Pyrolysis products from amino acids and protein: highest mutagenicity requires cytochrome P1-450.

Pyrolysis products of proteins and amino acids are highly mutagenic, but metabolism of these chemicals by rat liver subcellular fractions is known to be required for production of the mutagenic intermediates. We examined the mutagenesis of seven purified pyrolysis products from tryptophan, lysine, glutamic acid, and soybean globulin with Salmonella typhimurium strain TA98 in the presence of liver fractions from genetically "responsive" C57BL/6N and Ah(b)/Ah(d) or "nonresponsive" DBA/2N and Ah(d)/Ah(d) mice that had been pretreated in vivo with benzo[a]pyrene.

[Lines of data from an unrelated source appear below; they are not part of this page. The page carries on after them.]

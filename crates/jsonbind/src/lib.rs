//! Type-driven JSON parsing and dumping over a streaming token cursor.
//!
//! There is no intermediate document tree. Parsing pulls [`Token`]s from a
//! [`TokenStream`] and lets the *target type* decide what it expects next;
//! dumping visits a value by its static type and pushes events into a
//! [`JsonWriter`]. Errors name the location at which they were detected,
//! e.g. `Unexpected bool at root.inners[0].str`.
//!
//! ```rust
//! use std::collections::BTreeMap;
//!
//! let scores: BTreeMap<String, Vec<u8>> = jsonbind::from_str(r#"{"ann": [9, 7]}"#).unwrap();
//! assert_eq!(scores["ann"], [9, 7]);
//! assert_eq!(jsonbind::to_string(&scores).unwrap(), r#"{"ann":[9,7]}"#);
//!
//! let error = jsonbind::from_str::<Vec<u8>>("[1, 256]").unwrap_err();
//! assert_eq!(error.to_string(), "Integer value not in range at root[1]");
//! ```
#![allow(missing_docs)]

mod adapter;
pub mod de;
mod error;
mod lexer;
mod options;
mod path;
pub mod ser;
mod stream;
mod token;
mod writer;

use std::io::{Read, Write};

pub use adapter::{Adapted, Deserializable, Own, Serializable, dump_with, parse_with};
pub use de::{
    ArrayLike, Field, FieldSet, FieldSlot, JsonParse, MapLike, parse, parse_array, parse_from,
    parse_map, parse_object, try_parse_from,
};
pub use error::{DumpResult, Error, ErrorKind, LexError, ParseResult, WriteError};
pub use lexer::{Lexer, ReplayLexer, StreamLexer, TokenHandler};
pub use options::LexerOptions;
#[doc(hidden)]
pub use path::PathSegment;
pub use path::{JsonPath, NoPath, PathFrame, PathObserver};
pub use ser::{JsonDump, dump};
pub use stream::{PlainTokenStream, TokenSource, TokenStream};
pub use token::{Token, TokenKind};
pub use writer::{JsonWriter, StreamWriter, TokenRecorder};

/// Parses a whole JSON document into a `T`.
///
/// # Errors
///
/// A JSON error for malformed input (including anything but whitespace after
/// the value), a parse error when the document does not fit `T`.
pub fn from_str<T: JsonParse>(json: &str) -> ParseResult<T> {
    from_slice(json.as_bytes())
}

/// Like [`from_str`], for bytes.
///
/// # Errors
///
/// See [`from_str`].
pub fn from_slice<T: JsonParse>(bytes: &[u8]) -> ParseResult<T> {
    from_slice_with_options(bytes, LexerOptions::default())
}

/// Like [`from_slice`], with a configured lexer.
///
/// # Errors
///
/// See [`from_str`].
pub fn from_slice_with_options<T: JsonParse>(
    bytes: &[u8],
    options: LexerOptions,
) -> ParseResult<T> {
    let mut tokens: TokenStream<_> = TokenStream::from_bytes_with_options(bytes, options);
    from_tokens(&mut tokens)
}

/// Parses a whole JSON document read from `reader`.
///
/// # Errors
///
/// See [`from_str`]. I/O failures are reported as JSON errors.
pub fn from_reader<R: Read, T: JsonParse>(reader: R) -> ParseResult<T> {
    let mut tokens: TokenStream<_> = TokenStream::from_reader(reader);
    from_tokens(&mut tokens)
}

/// Parses one `T` and checks that `tokens` holds nothing after it.
///
/// # Errors
///
/// Whatever parsing `T` reports, then `Unexpected trailing tokens` if the
/// source still has tokens, or the source's own error.
pub fn from_tokens<T: JsonParse, S: TokenSource + ?Sized>(tokens: &mut S) -> ParseResult<T> {
    let value = T::json_parse(tokens)?;
    if tokens.peek().is_some() {
        return Err(Error::parse("Unexpected trailing tokens", tokens.path()));
    }
    if let Some(message) = tokens.error() {
        return Err(Error::json(message, tokens.path()));
    }
    Ok(value)
}

/// Writes `value` as compact JSON text.
///
/// # Errors
///
/// [`WriteError::InvalidNumber`] for a NaN or infinite float.
pub fn to_string<T: JsonDump + ?Sized>(value: &T) -> Result<String, WriteError> {
    Ok(String::from_utf8(to_vec(value)?)?)
}

/// Writes `value` as compact JSON bytes.
///
/// # Errors
///
/// See [`to_string`].
pub fn to_vec<T: JsonDump + ?Sized>(value: &T) -> Result<Vec<u8>, WriteError> {
    let mut out = Vec::new();
    to_writer(&mut out, value)?;
    Ok(out)
}

/// Writes `value` as compact JSON into `output`.
///
/// # Errors
///
/// See [`to_string`], plus any I/O error from `output`.
pub fn to_writer<W: Write, T: JsonDump + ?Sized>(output: W, value: &T) -> DumpResult {
    let mut writer = StreamWriter::new(output);
    value.json_dump(&mut writer)?;
    writer.finish()
}

#[cfg(test)]
mod test {
    use super::*;

    #[test]
    fn trailing_data_is_a_json_error() {
        let error = from_str::<u8>("1 2").unwrap_err();
        assert!(error.is_json_error(), "{error}");
    }

    #[test]
    fn replayed_trailing_tokens_are_rejected() {
        let mut tokens: TokenStream<_> =
            TokenStream::new(ReplayLexer::new([Token::Bool(true), Token::Null]));
        let error = from_tokens::<bool, _>(&mut tokens).unwrap_err();
        assert_eq!(error.to_string(), "Unexpected trailing tokens at root");
    }

    #[test]
    fn reads_from_io() {
        let value: Vec<Option<i64>> = from_reader(&b"[null, -9000000000]"[..]).unwrap();
        assert_eq!(value, [None, Some(-9_000_000_000)]);
    }

    #[test]
    fn nan_cannot_be_written() {
        assert!(matches!(
            to_string(&[1.0, f64::NAN]),
            Err(WriteError::InvalidNumber(_))
        ));
    }
}
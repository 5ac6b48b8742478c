use core::marker::PhantomData;

use crate::{DumpResult, JsonWriter, Own, Serializable};

/// Binds the JSON key `name` to a borrowed value for one [`dump_object`]
/// call.
pub struct Field<'a, T: ?Sized, P = Own> {
    name: &'a str,
    value: &'a T,
    strategy: PhantomData<fn() -> P>,
}

impl<'a, T: ?Sized> Field<'a, T> {
    pub fn new(name: &'a str, value: &'a T) -> Self {
        Self {
            name,
            value,
            strategy: PhantomData,
        }
    }
}

impl<'a, T: ?Sized, P> Field<'a, T, P> {
    /// Dumps this field through the adapter `A` instead.
    #[must_use]
    pub fn via<A: Serializable<T>>(self) -> Field<'a, T, A> {
        Field {
            name: self.name,
            value: self.value,
            strategy: PhantomData,
        }
    }
}

/// One member of a [`DumpFieldSet`].
pub trait DumpField {
    fn name(&self) -> &str;

    /// # Errors
    ///
    /// Whatever the writer reports.
    fn dump_value<W: JsonWriter + ?Sized>(&self, writer: &mut W) -> DumpResult;
}

impl<T: ?Sized, P: Serializable<T>> DumpField for Field<'_, T, P> {
    fn name(&self) -> &str {
        self.name
    }

    fn dump_value<W: JsonWriter + ?Sized>(&self, writer: &mut W) -> DumpResult {
        P::dump(self.value, writer)
    }
}

/// Fields written as the members of one object, in declaration order.
///
/// Implemented for `()` and for tuples of up to sixteen [`DumpField`]s.
pub trait DumpFieldSet {
    /// Writes `key, value` for every field.
    ///
    /// # Errors
    ///
    /// Whatever the writer reports.
    fn dump_members<W: JsonWriter + ?Sized>(&self, writer: &mut W) -> DumpResult;
}

impl DumpFieldSet for () {
    fn dump_members<W: JsonWriter + ?Sized>(&self, _writer: &mut W) -> DumpResult {
        Ok(())
    }
}

macro_rules! impl_dump_field_set {
    ($($F:ident: $idx:tt),+) => {
        impl<$($F: DumpField),+> DumpFieldSet for ($($F,)+) {
            fn dump_members<W: JsonWriter + ?Sized>(&self, writer: &mut W) -> DumpResult {
                $(
                    writer.key(self.$idx.name())?;
                    self.$idx.dump_value(writer)?;
                )+
                Ok(())
            }
        }
    };
}

impl_dump_field_set!(F0: 0);
impl_dump_field_set!(F0: 0, F1: 1);
impl_dump_field_set!(F0: 0, F1: 1, F2: 2);
impl_dump_field_set!(F0: 0, F1: 1, F2: 2, F3: 3);
impl_dump_field_set!(F0: 0, F1: 1, F2: 2, F3: 3, F4: 4);
impl_dump_field_set!(F0: 0, F1: 1, F2: 2, F3: 3, F4: 4, F5: 5);
impl_dump_field_set!(F0: 0, F1: 1, F2: 2, F3: 3, F4: 4, F5: 5, F6: 6);
impl_dump_field_set!(F0: 0, F1: 1, F2: 2, F3: 3, F4: 4, F5: 5, F6: 6, F7: 7);
impl_dump_field_set!(F0: 0, F1: 1, F2: 2, F3: 3, F4: 4, F5: 5, F6: 6, F7: 7, F8: 8);
impl_dump_field_set!(F0: 0, F1: 1, F2: 2, F3: 3, F4: 4, F5: 5, F6: 6, F7: 7, F8: 8, F9: 9);
impl_dump_field_set!(F0: 0, F1: 1, F2: 2, F3: 3, F4: 4, F5: 5, F6: 6, F7: 7, F8: 8, F9: 9,
    F10: 10);
impl_dump_field_set!(F0: 0, F1: 1, F2: 2, F3: 3, F4: 4, F5: 5, F6: 6, F7: 7, F8: 8, F9: 9,
    F10: 10, F11: 11);
impl_dump_field_set!(F0: 0, F1: 1, F2: 2, F3: 3, F4: 4, F5: 5, F6: 6, F7: 7, F8: 8, F9: 9,
    F10: 10, F11: 11, F12: 12);
impl_dump_field_set!(F0: 0, F1: 1, F2: 2, F3: 3, F4: 4, F5: 5, F6: 6, F7: 7, F8: 8, F9: 9,
    F10: 10, F11: 11, F12: 12, F13: 13);
impl_dump_field_set!(F0: 0, F1: 1, F2: 2, F3: 3, F4: 4, F5: 5, F6: 6, F7: 7, F8: 8, F9: 9,
    F10: 10, F11: 11, F12: 12, F13: 13, F14: 14);
impl_dump_field_set!(F0: 0, F1: 1, F2: 2, F3: 3, F4: 4, F5: 5, F6: 6, F7: 7, F8: 8, F9: 9,
    F10: 10, F11: 11, F12: 12, F13: 13, F14: 14, F15: 15);

/// Writes one JSON object with a member per field, in the order given.
///
/// Every field is written, including `None` options (as `null`).
///
/// # Errors
///
/// Whatever the writer reports.
pub fn dump_object<W: JsonWriter + ?Sized, F: DumpFieldSet>(writer: &mut W, fields: F) -> DumpResult {
    log::trace!("dump_object: {}", core::any::type_name::<F>());
    writer.start_object()?;
    fields.dump_members(writer)?;
    writer.end_object()
}
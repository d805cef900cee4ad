//! Parsing & source model (L0)
//!
//! Raw source + language tag → language-neutral AST with byte-accurate
//! spans, resilient to syntax errors, with an incremental-reparse path.

pub mod domain;
pub mod infrastructure;

pub use domain::{ParseDiagnostic, ParsedTree, SourceEdit, SyntaxKind, SyntaxNode};
pub use infrastructure::{Language, ResilientParser, MAX_AST_DEPTH, MAX_FILE_SIZE};
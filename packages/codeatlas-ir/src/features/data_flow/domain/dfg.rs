//! Data flow graph domain model
//!
//! Per-function defs, uses, and flow edges. SSA versions are internal to
//! the builder; merge points surface as phi nodes whose operand def sites
//! feed the type inferencer's union types.

use serde::{Deserialize, Serialize};

use crate::shared::models::Span;

/// Variable kind
#[derive(Debug, Clone, Copy, PartialEq, Eq, Hash, Serialize, Deserialize)]
pub enum VariableKind {
    Parameter,
    Local,
    Field,
    Global,
}

/// A variable within one function scope. Field accesses are tracked as
/// their own variables (`obj.name` is distinct from `obj`).
#[derive(Debug, Clone, Serialize, Deserialize)]
pub struct Variable {
    pub id: String,
    pub function_fqn: String,
    pub name: String,
    pub kind: VariableKind,
    pub declared_span: Span,
}

impl Variable {
    pub fn make_id(function_fqn: &str, name: &str) -> String {
        format!("{}::{}", function_fqn, name)
    }
}

/// Data flow edge kind
#[derive(Debug, Clone, Copy, PartialEq, Eq, Hash, Serialize, Deserialize)]
pub enum DfgEdgeKind {
    Assign,
    Compute,
    Return,
    Param,
    FieldRead,
    FieldWrite,
}

/// Intra-procedural data flow edge
#[derive(Debug, Clone, Serialize, Deserialize)]
pub struct DfgEdge {
    pub id: String,
    pub from_var: String,
    pub to_var: String,
    pub kind: DfgEdgeKind,
    pub span: Span,
    pub function_fqn: String,
}

/// Inter-procedural edge kind
#[derive(Debug, Clone, Copy, PartialEq, Eq, Hash, Serialize, Deserialize)]
pub enum InterProcEdgeKind {
    ArgToParam,
    ReturnToCallSite,
}

/// Inter-procedural data flow edge (argument passing / return values)
#[derive(Debug, Clone, Serialize, Deserialize)]
pub struct InterProcEdge {
    pub id: String,
    pub kind: InterProcEdgeKind,
    pub from_var: String,
    pub to_var: String,
    pub call_site_id: String,
    pub caller_fqn: String,
    pub callee_fqn: String,
    #[serde(default, skip_serializing_if = "Option::is_none")]
    pub arg_position: Option<u32>,
}

/// How the right-hand side of a def site is shaped; consumed by the type
/// inference fallback chain.
#[derive(Debug, Clone, PartialEq, Serialize, Deserialize)]
pub enum RhsShape {
    /// Literal text, e.g. `42`, `"s"`, `True`, `[1, 2]`
    Literal(String),
    /// Call with dotted callee name
    Call(String),
    /// Plain copy of another variable
    Name(String),
    /// Attribute read, dotted
    FieldAccess(String),
    /// Anything else
    Expr,
}

/// One definition of a variable
#[derive(Debug, Clone, Serialize, Deserialize)]
pub struct DefSite {
    pub id: String,
    pub variable: String,
    pub span: Span,
    pub rhs: RhsShape,
}

/// A use of a variable
#[derive(Debug, Clone, Serialize, Deserialize)]
pub struct VariableUse {
    pub variable: String,
    pub span: Span,
}

/// Phi node inserted at a merge point
#[derive(Debug, Clone, Serialize, Deserialize)]
pub struct PhiNode {
    pub id: String,
    pub variable: String,
    /// Def sites reaching the merge from each predecessor
    pub operands: Vec<DefSite>,
}

/// Per-function data flow graph
#[derive(Debug, Clone, Default, Serialize, Deserialize)]
pub struct DataFlowGraph {
    pub function_fqn: String,
    pub variables: Vec<Variable>,
    /// Parameter names in declaration order
    pub parameters: Vec<String>,
    pub edges: Vec<DfgEdge>,
    pub defs: Vec<DefSite>,
    pub uses: Vec<VariableUse>,
    pub phi_nodes: Vec<PhiNode>,
}

impl DataFlowGraph {
    pub fn new(function_fqn: impl Into<String>) -> Self {
        Self {
            function_fqn: function_fqn.into(),
            ..Default::default()
        }
    }

    pub fn get_variable(&self, name: &str) -> Option<&Variable> {
        self.variables.iter().find(|v| v.name == name)
    }

    pub fn edges_of_kind(&self, kind: DfgEdgeKind) -> Vec<&DfgEdge> {
        self.edges.iter().filter(|e| e.kind == kind).collect()
    }

    pub fn edges_into(&self, var_id: &str) -> Vec<&DfgEdge> {
        self.edges.iter().filter(|e| e.to_var == var_id).collect()
    }

    pub fn phi_for(&self, variable: &str) -> Option<&PhiNode> {
        self.phi_nodes.iter().find(|p| p.variable == variable)
    }

    /// Name of the synthetic return variable
    pub fn return_variable(function_fqn: &str) -> String {
        Variable::make_id(function_fqn, "<return>")
    }
}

For all pyrolysis products tested, mutagenesis is 2-fold to more than 1000-fold greater with C57BL/6N and Ah(b)/Ah(d) than with DBA/2N or Ah(d)/Ah(d) liver fractions. A sucrose density gradient assay for detecting the Ah regulatory gene product, the receptor, was studied with C57BL/6N hepatic cytosol. At levels 100 times in excess of [1,6-(3)H]2,3,7,8-tetrachlorodibenzo-p-dioxin, nonlabeled 2,3,7,8-tetrachlorodibenzo-p-dioxin, 3-methylcholanthrene, and beta-naphthoflavone (inducers of cytochrome P(1)-450) are able to displace the radioligand from its hepatic cytosolic receptor; four pyrolysates from tryptophan, glutamic acid, and soybean globulin did not have this capacity. These data indicate that the pyrolysis products tested, although not effective as inducers of cytochrome P(1)-450, are most mutagenic when metabolized by P(1)-450. Potent P(1)-450 inducers-present in pyrolysates during the combustion process-might be present in quantities insufficient to initiate mutagenesis or carcinogenesis but might have a synergistic action, or act as "comutagens" or "cocarcinogens," with the N-containing heterocyclic pyrolysis products. A quantitative relationship between mutagenic and carcinogenic potency of these pyrolysis products remains, however, to be demonstrated.